Depuis juillet 2022, le ministère du Renseignement et le parquet soumettent Pejman Fatehi, Vafa Azarbar, Mohammad (Hazhir) Faramarzi et Mohsen Mazloum, membres de la minorité kurde opprimée en Iran, à une disparition forcée. Ils ont été arrêtés par des agents du ministère du Renseignement à Orumiyeh, dans la province de l'Azerbaïdjan occidental, le 20 juillet 2022. Le 23 juillet 2022, des médias d’État iraniens ont annoncé l’arrestation de quatre personnes accusées de s’être livrées à des actes d’« espionnage » pour le compte d’Israël et d’avoir fomenté des actes « terroristes » sur le territoire iranien. Leurs proches pensent que ces annonces sont en relation avec ces quatre hommes compte tenu des dates et de la nature des allégations qui sont semble-t-il liées à leur affiliation à Komala, un groupe d’opposition kurde interdit. Le 12 octobre et le 5 décembre 2022, la télévision d’État iranienne a diffusé une vidéo de propagande montrant les quatre hommes « avouant » avoir planifié un attentat à la bombe dans une zone industrielle à proximité de la ville d’Ispahan sur les instructions du renseignement israélien. En diffusant ces « aveux », les autorités ont porté atteinte aux droits de ces quatre hommes à un procès équitable, notamment au droit à la présomption d’innocence et aux droits de ne pas être forcé de témoigner contre soi-même et de garder le silence.
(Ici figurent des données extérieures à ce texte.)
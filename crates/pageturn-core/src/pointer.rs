//! Cursor-follow and hover-distortion feedback
//!
//! Consumes pointer positions and menu hover events only. Each frame yields
//! the follower translation, the displacement-map scale and the opacity of
//! every hover image; drawing them is up to the presentation layer.

use std::time::Duration;

use serde::Serialize;

use crate::config::EasingType;
use crate::scroll::timing::{frame_factor, is_complete, lerp, progress};
use crate::scroll::{EasingTypeExt, Viewport};

/// Per-frame follow factor at 60fps
const FOLLOW: f64 = 0.1;
/// Upper bound of the displacement scale
const MAX_SCALE: f64 = 50.0;
/// Pointer lag at which the scale saturates
const SATURATION_DISTANCE: f64 = 140.0;
const FADE_IN: Duration = Duration::from_millis(500);
const FADE_OUT: Duration = Duration::from_millis(200);

#[derive(Debug, Clone, Copy, Default, PartialEq, Serialize)]
pub struct Point {
    pub x: f64,
    pub y: f64,
}

impl Point {
    pub fn new(x: f64, y: f64) -> Self {
        Self { x, y }
    }

    fn lerp(&self, to: &Point, t: f64) -> Point {
        Point::new(lerp(self.x, to.x, t), lerp(self.y, to.y, t))
    }

    fn distance(&self, other: &Point) -> f64 {
        (self.x - other.x).hypot(self.y - other.y)
    }
}

#[derive(Debug, Clone, Copy)]
struct Fade {
    from: f64,
    to: f64,
    elapsed: Duration,
    duration: Duration,
}

/// What to draw this frame
#[derive(Debug, Clone, PartialEq, Serialize)]
pub struct PointerFrame {
    /// Follower translation, already offset by a quarter viewport
    pub translate: Point,
    pub scale: f64,
    pub cursor_hover: bool,
    pub image_opacity: Vec<f64>,
}

pub struct PointerFeedback {
    viewport: Viewport,
    pointer: Point,
    translation: Point,
    displacement: Point,
    scale: f64,
    cursor_hover: bool,
    opacity: Vec<f64>,
    fades: Vec<Option<Fade>>,
    current: Option<usize>,
    fade_next: bool,
}

impl PointerFeedback {
    /// `items` is the number of hoverable menu entries, one image each
    pub fn new(viewport: Viewport, items: usize) -> Self {
        let center = Point::new(viewport.width / 2.0, viewport.height / 2.0);
        Self {
            viewport,
            pointer: center,
            translation: center,
            displacement: Point::default(),
            scale: 0.0,
            cursor_hover: false,
            opacity: vec![0.0; items],
            fades: vec![None; items],
            current: None,
            fade_next: false,
        }
    }

    pub fn pointer_moved(&mut self, x: f64, y: f64) {
        if x.is_finite() && y.is_finite() {
            self.pointer = Point::new(x, y);
        }
    }

    pub fn resize(&mut self, viewport: Viewport) {
        self.viewport = viewport;
    }

    pub fn link_enter(&mut self) {
        self.cursor_hover = true;
    }

    pub fn link_leave(&mut self) {
        self.cursor_hover = false;
    }

    /// The pointer entered the menu; the next item image fades in
    pub fn menu_enter(&mut self) {
        self.fade_next = true;
    }

    pub fn menu_leave(&mut self) {
        if let Some(current) = self.current {
            self.start_fade(current, 0.0, FADE_OUT);
        }
    }

    pub fn item_enter(&mut self, index: usize) {
        if index >= self.opacity.len() {
            return;
        }
        if let Some(previous) = self.current {
            self.fades[previous] = None;
            self.opacity[previous] = 0.0;
        }
        self.current = Some(index);

        if self.fade_next {
            self.fade_next = false;
            self.start_fade(index, 1.0, FADE_IN);
        } else {
            self.fades[index] = None;
            self.opacity[index] = 1.0;
        }
    }

    pub fn current(&self) -> Option<usize> {
        self.current
    }

    fn start_fade(&mut self, index: usize, to: f64, duration: Duration) {
        self.fades[index] = Some(Fade {
            from: self.opacity[index],
            to,
            elapsed: Duration::ZERO,
            duration,
        });
    }

    pub fn frame(&mut self, dt: Duration) -> PointerFrame {
        let t = frame_factor(FOLLOW, dt);
        self.translation = self.translation.lerp(&self.pointer, t);
        self.displacement = self.displacement.lerp(&self.pointer, t);

        let lag = self.displacement.distance(&self.pointer);
        self.scale = (MAX_SCALE / SATURATION_DISTANCE * lag).min(MAX_SCALE);

        for (opacity, slot) in self.opacity.iter_mut().zip(self.fades.iter_mut()) {
            let Some(fade) = slot.as_mut() else {
                continue;
            };
            fade.elapsed += dt;
            let eased = EasingType::Cubic.apply(progress(fade.elapsed, fade.duration));
            *opacity = lerp(fade.from, fade.to, eased);
            if is_complete(fade.elapsed, fade.duration) {
                *slot = None;
            }
        }

        PointerFrame {
            translate: Point::new(
                self.translation.x - self.viewport.width / 4.0,
                self.translation.y - self.viewport.height / 4.0,
            ),
            scale: self.scale,
            cursor_hover: self.cursor_hover,
            image_opacity: self.opacity.clone(),
        }
    }
}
Depuis leur disparition forcée qui est un crime au titre du droit international, leurs proches et l’avocat indépendant qu’ils ont engagé ont tenté de déterminer où se trouvent les quatre hommes en se renseignant auprès de centres de détention et de tribunaux d’Orumiyeh, de Mahabad, de Sanandaj, d’Ispahan et de Téhéran. Les autorités ont refusé de leur fournir la moindre information et à de nombreuses occasions, des agents du ministère du Renseignement les ont mis en garde afin de les dissuader de continuer à demander des nouvelles des quatre hommes « car cela est inutile et ils risquent de toute façon d’être exécutés ». Compte tenu de leur disparition forcée et du refus des autorités de révéler la moindre information, ni les familles ni l’avocat ne connaissent leur statut au regard du droit et ne savent notamment pas s’ils ont été inculpés et/ou déférés à la justice, mais les accusations portées contre eux dans les médias d’État correspondent à des infractions passibles de la peine de mort. Amnistie internationale craint pour leur sécurité et leur bien-être, étant donné le recours généralisé et systématique à la torture et à d’autres formes de mauvais traitements contre les détenus, en particulier au stade de l’enquête afin de leur arracher des « aveux ». Ces craintes sont exacerbées par les condamnations à mort régulièrement prononcées par les tribunaux iraniens à l’issue de procès iniques au cours desquels, des « aveux » forcés sont présentés comme des preuves à charge même lorsque les accusés se rétractent devant le tribunal.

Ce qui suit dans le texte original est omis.